Bulles de feu #39 - In Waves

In Waves, AJ Dungo, 2019, 364 planches

À l'origine, In Waves est un projet d'études d'AJ Dungo concernant l'histoire du surf, mettant particulièrement en avant Duke Kahanamoku et Tom Blake, deux figures majeures de la discipline. Les circonstances vont finalement modifier le projet. Après le décès de sa petite amie, AJ Dungo fait évoluer l'ouvrage vers une autobiographie, retraçant son histoire avec Kristen.

In Waves est un hommage absolument somptueux à Kristen, l'un des plus beaux qu'il puisse être. Dans un récit éminemment touchant, AJ Dungo livre deux vies sur le papier, sans jamais tomber dans le voyeurisme ou le pathos. Au contraire, l'auteur offre un récit très sobre. Sobre dans sa narration où les années se mélangent pour proposer un développement parfaitement logique et où l'Histoire du surf, sport vital pour le couple, vient offrir quelques respirations bienvenues, intéressantes et sensées. Sobre aussi dans son dessin, avec un style aéré, quasi-minimaliste mais complet pour autant, le tout en bichromie, vert pour l'histoire personnelle, marron pour l'histoire du surf. Une double sobriété qui rend la BD d'autant plus puissante.
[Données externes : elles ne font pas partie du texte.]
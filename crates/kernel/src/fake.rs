//! In-memory [`NtApi`] for unit tests.

use crate::native::{
    DuplicateOptions, HandleEntry, NtApi, NtStatus, ObjectInfoClass, ProcessAccess, QueryResult,
    RawHandle, encode,
};
use std::collections::{HashMap, HashSet};
use std::io;
use std::sync::{Arc, Mutex};
use std::thread;
use std::time::Duration;

const CURRENT_PROCESS: RawHandle = RawHandle(usize::MAX);

#[derive(Debug, Clone)]
struct Object {
    type_name: String,
    name: String,
}

#[derive(Default)]
struct State {
    /// Live handles inside other processes, keyed by (owner, handle).
    remote: Vec<(u32, RawHandle, Object)>,
    /// Handles owned by the test process.
    local: HashMap<RawHandle, Object>,
    process_handles: HashMap<RawHandle, u32>,
    denied: HashSet<u32>,
    failing_closes: HashSet<(u32, RawHandle)>,
    slow_names: HashMap<String, Duration>,
    closed: HashSet<RawHandle>,
    /// Owner pids of every handle that was duplicated for inspection.
    inspected: Vec<u32>,
    opened: Vec<u32>,
    name_queries: usize,
    remote_closes: usize,
    next: usize,
}

impl State {
    fn allocate(&mut self) -> RawHandle {
        self.next += 4;
        RawHandle(0x10_0000 + self.next)
    }
}

pub(crate) struct FakeNt {
    state: Mutex<State>,
}

impl FakeNt {
    pub(crate) fn new() -> Arc<Self> {
        Arc::new(Self {
            state: Mutex::new(State::default()),
        })
    }

    fn state(&self) -> std::sync::MutexGuard<'_, State> {
        self.state.lock().unwrap()
    }

    pub(crate) fn add_remote(&self, pid: u32, handle: usize, type_name: &str, name: &str) {
        self.state().remote.push((
            pid,
            RawHandle(handle),
            Object {
                type_name: type_name.into(),
                name: name.into(),
            },
        ));
    }

    pub(crate) fn add_local(&self, handle: RawHandle, type_name: &str, name: &str) -> RawHandle {
        self.state().local.insert(
            handle,
            Object {
                type_name: type_name.into(),
                name: name.into(),
            },
        );
        handle
    }

    pub(crate) fn deny(&self, pid: u32) {
        self.state().denied.insert(pid);
    }

    /// Drop every handle owned by `pid`, as if the process had exited.
    pub(crate) fn exit(&self, pid: u32) {
        self.state().remote.retain(|(owner, _, _)| *owner != pid);
    }

    pub(crate) fn fail_close(&self, pid: u32, handle: usize) {
        self.state().failing_closes.insert((pid, RawHandle(handle)));
    }

    pub(crate) fn slow_name(&self, name: &str, delay: Duration) {
        self.state().slow_names.insert(name.into(), delay);
    }

    pub(crate) fn is_closed(&self, handle: RawHandle) -> bool {
        self.state().closed.contains(&handle)
    }

    pub(crate) fn has_remote(&self, pid: u32, handle: usize) -> bool {
        self.state()
            .remote
            .iter()
            .any(|(owner, raw, _)| *owner == pid && *raw == RawHandle(handle))
    }

    pub(crate) fn inspected(&self) -> Vec<u32> {
        self.state().inspected.clone()
    }

    pub(crate) fn opened(&self) -> Vec<u32> {
        self.state().opened.clone()
    }

    pub(crate) fn name_queries(&self) -> usize {
        self.state().name_queries
    }

    pub(crate) fn remote_closes(&self) -> usize {
        self.state().remote_closes
    }

    /// Local handles that were handed out but never closed.
    pub(crate) fn leaked(&self) -> usize {
        let state = self.state();
        state
            .local
            .keys()
            .chain(state.process_handles.keys())
            .filter(|handle| !state.closed.contains(handle))
            .count()
    }
}

impl NtApi for FakeNt {
    fn query_system_information(&self, buffer: &mut [u8]) -> QueryResult {
        let state = self.state();
        let entries: Vec<HandleEntry> = state
            .remote
            .iter()
            .enumerate()
            .map(|(index, (pid, handle, _))| HandleEntry {
                object: 0xffff_9000_0000 + index * 0x10,
                owner_pid: *pid as usize,
                handle: *handle,
                granted_access: 0x001f_0003,
                creator_back_trace_index: 0,
                object_type_index: 0,
                attributes: 0,
            })
            .collect();
        encode::handle_table(&entries, buffer)
    }

    fn query_object(&self, handle: RawHandle, class: ObjectInfoClass, buffer: &mut [u8]) -> QueryResult {
        let (object, delay) = {
            let mut state = self.state();
            let Some(object) = state.local.get(&handle).cloned() else {
                return QueryResult {
                    status: NtStatus::INVALID_HANDLE,
                    return_length: 0,
                };
            };
            let delay = match class {
                ObjectInfoClass::Name => {
                    state.name_queries += 1;
                    state.slow_names.get(&object.name).copied()
                }
                ObjectInfoClass::Type => None,
            };
            (object, delay)
        };
        if let Some(delay) = delay {
            thread::sleep(delay);
        }
        match class {
            ObjectInfoClass::Name => encode::unicode_string(&object.name, buffer),
            ObjectInfoClass::Type => encode::unicode_string(&object.type_name, buffer),
        }
    }

    fn duplicate_object(
        &self,
        source_process: RawHandle,
        source: RawHandle,
        target_process: Option<RawHandle>,
        options: DuplicateOptions,
    ) -> Result<Option<RawHandle>, NtStatus> {
        let mut state = self.state();
        let pid = *state
            .process_handles
            .get(&source_process)
            .ok_or(NtStatus::INVALID_HANDLE)?;
        let position = state
            .remote
            .iter()
            .position(|(owner, handle, _)| *owner == pid && *handle == source)
            .ok_or(NtStatus::INVALID_HANDLE)?;

        if options.contains(DuplicateOptions::CLOSE_SOURCE) {
            if state.failing_closes.contains(&(pid, source)) {
                return Err(NtStatus::ACCESS_DENIED);
            }
            let (_, _, object) = state.remote.remove(position);
            state.remote_closes += 1;
            return match target_process {
                Some(_) => {
                    let local = state.allocate();
                    state.local.insert(local, object);
                    Ok(Some(local))
                }
                None => Ok(None),
            };
        }

        match target_process {
            Some(target) if target == CURRENT_PROCESS => {
                let object = state.remote[position].2.clone();
                state.inspected.push(pid);
                let local = state.allocate();
                state.local.insert(local, object);
                Ok(Some(local))
            }
            _ => Err(NtStatus::INVALID_HANDLE),
        }
    }

    fn open_process(&self, pid: u32, _access: ProcessAccess) -> Result<RawHandle, io::Error> {
        let mut state = self.state();
        state.opened.push(pid);
        if state.denied.contains(&pid) {
            return Err(io::Error::from(io::ErrorKind::PermissionDenied));
        }
        if !state.remote.iter().any(|(owner, _, _)| *owner == pid) {
            return Err(io::Error::from(io::ErrorKind::InvalidInput));
        }
        let handle = state.allocate();
        state.process_handles.insert(handle, pid);
        Ok(handle)
    }

    fn current_process(&self) -> RawHandle {
        CURRENT_PROCESS
    }

    fn close_handle(&self, handle: RawHandle) {
        self.state().closed.insert(handle);
    }
}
In Waves est simplement un chef-d’œuvre. Une histoire de passions et d'amours, une tranche de vies et de mort d'une rare beauté. Bouleversant.

Quelques planches ici.

dimanche 2 janvier 2022

P. Djèli Clark - Ring Shout

Ring Shout, P. Djèli Clark, 2020, 170 pages

États-Unis, 1922. Le Ku Klux Klan fait régner la terreur sur les populations noires. Sauf que ce Klan n'est pas tout à fait celui que nous connaissons. Certains de ses membres sont monstrueux d'une manière bien plus littérale, des démons aux visages d'hommes. Alors que leur conquête ne cesse de s'étendre, une résistance tente de renverser le mal, autour d'un trio de combattantes mené par Maryse, une jeune femme possédant une épée magique.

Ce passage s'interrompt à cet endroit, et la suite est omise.